### WHAT TO DO
Which of the lines in the listing that follows hold "does"? Pull each one out.
*** Begin section ***
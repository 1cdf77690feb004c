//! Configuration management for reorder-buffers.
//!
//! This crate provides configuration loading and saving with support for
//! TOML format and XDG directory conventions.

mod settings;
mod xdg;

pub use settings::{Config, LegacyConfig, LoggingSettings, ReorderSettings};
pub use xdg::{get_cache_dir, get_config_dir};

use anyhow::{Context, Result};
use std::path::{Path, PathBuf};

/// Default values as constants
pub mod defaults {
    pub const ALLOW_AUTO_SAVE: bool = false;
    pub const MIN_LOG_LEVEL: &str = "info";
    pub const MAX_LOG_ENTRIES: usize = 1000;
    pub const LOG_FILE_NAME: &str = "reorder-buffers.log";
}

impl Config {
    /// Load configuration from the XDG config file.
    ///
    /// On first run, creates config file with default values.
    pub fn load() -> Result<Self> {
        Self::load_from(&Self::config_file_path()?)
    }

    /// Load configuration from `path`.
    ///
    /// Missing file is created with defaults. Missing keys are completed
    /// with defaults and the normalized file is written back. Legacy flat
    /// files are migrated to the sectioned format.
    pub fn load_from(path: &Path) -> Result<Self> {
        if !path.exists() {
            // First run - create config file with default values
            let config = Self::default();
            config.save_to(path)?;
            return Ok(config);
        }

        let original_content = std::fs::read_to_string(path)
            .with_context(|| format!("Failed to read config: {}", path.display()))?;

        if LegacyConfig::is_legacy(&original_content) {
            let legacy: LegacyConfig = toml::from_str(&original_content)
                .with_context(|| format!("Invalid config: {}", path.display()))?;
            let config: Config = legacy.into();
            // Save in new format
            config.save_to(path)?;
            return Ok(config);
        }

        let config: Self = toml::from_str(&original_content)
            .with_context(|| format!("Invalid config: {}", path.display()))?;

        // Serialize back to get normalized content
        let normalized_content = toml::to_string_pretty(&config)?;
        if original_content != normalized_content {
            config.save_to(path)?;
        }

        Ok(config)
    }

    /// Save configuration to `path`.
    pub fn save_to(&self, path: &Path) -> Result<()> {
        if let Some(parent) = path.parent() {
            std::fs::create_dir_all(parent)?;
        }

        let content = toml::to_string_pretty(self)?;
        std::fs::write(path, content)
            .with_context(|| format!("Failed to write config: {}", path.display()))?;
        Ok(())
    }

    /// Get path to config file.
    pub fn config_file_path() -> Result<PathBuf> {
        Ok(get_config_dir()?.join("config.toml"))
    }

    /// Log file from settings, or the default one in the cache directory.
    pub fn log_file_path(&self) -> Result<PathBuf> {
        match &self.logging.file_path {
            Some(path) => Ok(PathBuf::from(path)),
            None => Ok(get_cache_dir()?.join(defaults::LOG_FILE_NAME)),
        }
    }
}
*** End section ***
*** Begin section ***
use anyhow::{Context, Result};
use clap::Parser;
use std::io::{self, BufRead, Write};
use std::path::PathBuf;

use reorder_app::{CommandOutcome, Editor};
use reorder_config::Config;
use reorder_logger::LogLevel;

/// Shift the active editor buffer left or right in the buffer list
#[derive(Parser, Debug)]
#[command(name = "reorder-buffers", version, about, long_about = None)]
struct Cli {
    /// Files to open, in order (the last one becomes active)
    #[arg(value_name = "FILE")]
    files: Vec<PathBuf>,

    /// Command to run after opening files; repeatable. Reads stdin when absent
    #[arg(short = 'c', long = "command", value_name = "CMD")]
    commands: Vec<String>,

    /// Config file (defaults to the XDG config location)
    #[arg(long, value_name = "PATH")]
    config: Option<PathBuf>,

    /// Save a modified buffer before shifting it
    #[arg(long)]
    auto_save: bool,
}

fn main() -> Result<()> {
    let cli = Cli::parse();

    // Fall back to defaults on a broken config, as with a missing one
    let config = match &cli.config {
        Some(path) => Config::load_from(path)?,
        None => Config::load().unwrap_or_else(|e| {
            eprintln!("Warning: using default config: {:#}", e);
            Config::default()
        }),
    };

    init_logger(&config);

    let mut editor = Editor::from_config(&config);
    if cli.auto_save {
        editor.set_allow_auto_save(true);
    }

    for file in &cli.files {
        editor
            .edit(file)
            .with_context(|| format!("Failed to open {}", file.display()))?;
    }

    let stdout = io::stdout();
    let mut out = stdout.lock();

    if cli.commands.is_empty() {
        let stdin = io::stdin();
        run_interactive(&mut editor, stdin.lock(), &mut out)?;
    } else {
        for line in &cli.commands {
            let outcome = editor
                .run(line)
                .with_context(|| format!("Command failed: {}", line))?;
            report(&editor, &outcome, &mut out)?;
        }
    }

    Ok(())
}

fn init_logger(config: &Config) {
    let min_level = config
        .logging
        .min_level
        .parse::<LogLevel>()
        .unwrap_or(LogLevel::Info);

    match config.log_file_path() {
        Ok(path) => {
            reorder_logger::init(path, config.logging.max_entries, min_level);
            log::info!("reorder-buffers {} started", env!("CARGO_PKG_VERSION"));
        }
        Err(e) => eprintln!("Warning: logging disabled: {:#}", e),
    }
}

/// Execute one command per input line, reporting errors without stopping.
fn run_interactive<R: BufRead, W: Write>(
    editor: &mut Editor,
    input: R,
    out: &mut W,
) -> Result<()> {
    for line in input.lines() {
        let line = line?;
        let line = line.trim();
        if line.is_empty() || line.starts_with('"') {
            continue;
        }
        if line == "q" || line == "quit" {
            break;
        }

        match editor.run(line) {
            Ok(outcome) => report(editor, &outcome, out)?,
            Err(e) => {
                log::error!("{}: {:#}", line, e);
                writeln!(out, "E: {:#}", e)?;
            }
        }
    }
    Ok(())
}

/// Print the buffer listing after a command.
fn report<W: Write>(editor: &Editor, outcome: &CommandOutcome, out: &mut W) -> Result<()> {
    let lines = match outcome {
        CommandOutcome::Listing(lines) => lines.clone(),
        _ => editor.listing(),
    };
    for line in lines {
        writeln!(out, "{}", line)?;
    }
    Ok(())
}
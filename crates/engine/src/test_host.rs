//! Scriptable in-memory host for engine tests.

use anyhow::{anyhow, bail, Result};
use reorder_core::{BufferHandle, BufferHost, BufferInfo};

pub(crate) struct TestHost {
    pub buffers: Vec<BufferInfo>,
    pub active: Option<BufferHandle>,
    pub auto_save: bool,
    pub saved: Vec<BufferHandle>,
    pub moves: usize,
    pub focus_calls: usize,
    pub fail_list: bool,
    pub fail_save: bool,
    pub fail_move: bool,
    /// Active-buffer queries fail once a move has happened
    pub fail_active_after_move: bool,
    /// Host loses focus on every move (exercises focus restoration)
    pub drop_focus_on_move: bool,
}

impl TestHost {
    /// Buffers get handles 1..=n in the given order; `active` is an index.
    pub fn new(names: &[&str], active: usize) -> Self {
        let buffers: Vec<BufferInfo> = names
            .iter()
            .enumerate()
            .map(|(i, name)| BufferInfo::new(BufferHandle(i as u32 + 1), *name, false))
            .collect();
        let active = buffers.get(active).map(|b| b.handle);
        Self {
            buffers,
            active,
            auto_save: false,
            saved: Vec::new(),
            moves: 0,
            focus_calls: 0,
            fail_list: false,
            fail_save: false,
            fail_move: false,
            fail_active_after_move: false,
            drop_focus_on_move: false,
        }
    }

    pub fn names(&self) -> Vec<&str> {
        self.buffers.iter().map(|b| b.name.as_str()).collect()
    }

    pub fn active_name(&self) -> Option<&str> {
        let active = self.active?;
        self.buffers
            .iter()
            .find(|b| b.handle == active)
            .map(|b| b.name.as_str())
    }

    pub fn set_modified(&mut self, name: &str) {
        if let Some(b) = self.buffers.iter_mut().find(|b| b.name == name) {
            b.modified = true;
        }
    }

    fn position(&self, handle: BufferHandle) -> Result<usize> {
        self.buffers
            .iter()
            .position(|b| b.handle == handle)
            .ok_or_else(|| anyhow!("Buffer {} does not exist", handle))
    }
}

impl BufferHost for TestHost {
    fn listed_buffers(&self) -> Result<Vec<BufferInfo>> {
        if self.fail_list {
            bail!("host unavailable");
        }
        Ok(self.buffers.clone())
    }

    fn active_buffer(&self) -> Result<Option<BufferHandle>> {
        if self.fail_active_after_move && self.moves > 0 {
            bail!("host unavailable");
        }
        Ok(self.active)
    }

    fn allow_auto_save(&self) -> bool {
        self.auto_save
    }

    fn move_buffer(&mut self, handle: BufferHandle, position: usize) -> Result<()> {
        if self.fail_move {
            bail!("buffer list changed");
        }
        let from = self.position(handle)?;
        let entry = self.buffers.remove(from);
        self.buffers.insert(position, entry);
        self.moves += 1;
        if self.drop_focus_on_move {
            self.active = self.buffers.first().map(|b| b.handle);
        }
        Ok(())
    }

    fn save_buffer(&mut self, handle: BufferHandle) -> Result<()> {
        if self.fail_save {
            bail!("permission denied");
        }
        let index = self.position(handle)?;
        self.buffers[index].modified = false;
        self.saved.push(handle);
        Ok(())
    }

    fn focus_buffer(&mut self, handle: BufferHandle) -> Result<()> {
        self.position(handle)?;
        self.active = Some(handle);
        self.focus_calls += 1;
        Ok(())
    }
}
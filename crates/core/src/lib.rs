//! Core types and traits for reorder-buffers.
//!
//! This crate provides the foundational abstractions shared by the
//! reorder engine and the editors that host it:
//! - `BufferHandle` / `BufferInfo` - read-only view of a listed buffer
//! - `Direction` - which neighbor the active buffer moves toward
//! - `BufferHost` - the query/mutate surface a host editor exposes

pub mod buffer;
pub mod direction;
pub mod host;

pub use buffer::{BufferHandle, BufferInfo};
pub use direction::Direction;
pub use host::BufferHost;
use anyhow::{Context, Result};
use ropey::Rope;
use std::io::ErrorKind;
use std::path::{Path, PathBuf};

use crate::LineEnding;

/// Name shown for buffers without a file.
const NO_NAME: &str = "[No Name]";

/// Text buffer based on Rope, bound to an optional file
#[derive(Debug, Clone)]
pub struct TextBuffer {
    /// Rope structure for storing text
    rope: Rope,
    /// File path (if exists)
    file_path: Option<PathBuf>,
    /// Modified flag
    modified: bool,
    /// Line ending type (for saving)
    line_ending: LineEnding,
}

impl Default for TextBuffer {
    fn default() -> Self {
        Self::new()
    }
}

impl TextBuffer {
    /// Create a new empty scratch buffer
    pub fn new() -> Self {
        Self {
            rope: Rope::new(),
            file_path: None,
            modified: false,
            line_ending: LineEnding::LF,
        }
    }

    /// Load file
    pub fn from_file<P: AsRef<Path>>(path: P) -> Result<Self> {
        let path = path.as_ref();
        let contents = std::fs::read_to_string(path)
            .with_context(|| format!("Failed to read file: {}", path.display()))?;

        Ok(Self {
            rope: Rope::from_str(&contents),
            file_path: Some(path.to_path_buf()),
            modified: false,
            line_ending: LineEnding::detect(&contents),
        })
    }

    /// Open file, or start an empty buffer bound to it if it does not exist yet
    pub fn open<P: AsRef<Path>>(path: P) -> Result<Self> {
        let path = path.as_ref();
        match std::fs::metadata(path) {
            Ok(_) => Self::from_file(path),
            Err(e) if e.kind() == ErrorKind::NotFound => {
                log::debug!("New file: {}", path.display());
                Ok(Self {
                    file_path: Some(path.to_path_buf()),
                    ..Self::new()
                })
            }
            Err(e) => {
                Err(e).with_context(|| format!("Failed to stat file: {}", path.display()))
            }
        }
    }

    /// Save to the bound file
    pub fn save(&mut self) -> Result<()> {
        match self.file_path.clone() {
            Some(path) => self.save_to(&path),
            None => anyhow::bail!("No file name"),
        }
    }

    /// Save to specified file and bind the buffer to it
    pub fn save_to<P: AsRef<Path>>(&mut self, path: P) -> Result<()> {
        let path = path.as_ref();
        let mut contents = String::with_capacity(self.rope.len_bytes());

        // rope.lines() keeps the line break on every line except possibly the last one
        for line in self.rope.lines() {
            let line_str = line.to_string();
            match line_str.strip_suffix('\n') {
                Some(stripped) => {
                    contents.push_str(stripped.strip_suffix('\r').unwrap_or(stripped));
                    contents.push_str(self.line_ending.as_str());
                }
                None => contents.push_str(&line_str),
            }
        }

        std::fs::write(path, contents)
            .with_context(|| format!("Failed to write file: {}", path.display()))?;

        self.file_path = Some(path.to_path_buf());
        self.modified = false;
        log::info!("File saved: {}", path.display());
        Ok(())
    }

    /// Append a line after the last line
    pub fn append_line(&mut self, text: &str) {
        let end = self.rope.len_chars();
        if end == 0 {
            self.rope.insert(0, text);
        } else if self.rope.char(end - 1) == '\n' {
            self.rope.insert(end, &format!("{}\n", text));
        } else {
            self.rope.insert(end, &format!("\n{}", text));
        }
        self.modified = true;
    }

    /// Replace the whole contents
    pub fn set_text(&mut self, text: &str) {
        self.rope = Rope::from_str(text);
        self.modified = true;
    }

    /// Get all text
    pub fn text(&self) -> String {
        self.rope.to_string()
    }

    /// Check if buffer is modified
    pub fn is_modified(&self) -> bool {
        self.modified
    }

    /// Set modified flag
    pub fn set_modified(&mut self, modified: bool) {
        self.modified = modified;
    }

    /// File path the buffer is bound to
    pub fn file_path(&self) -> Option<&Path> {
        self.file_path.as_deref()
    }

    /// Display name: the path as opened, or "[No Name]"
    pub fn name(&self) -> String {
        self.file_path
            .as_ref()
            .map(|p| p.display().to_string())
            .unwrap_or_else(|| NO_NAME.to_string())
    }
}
*** End section ***
### EXERCISE OUTPUT
            .ok_or_else(|| anyhow!("Buffer {} does not exist", handle))
    /// Open file, or start an empty buffer bound to it if it does not exist yet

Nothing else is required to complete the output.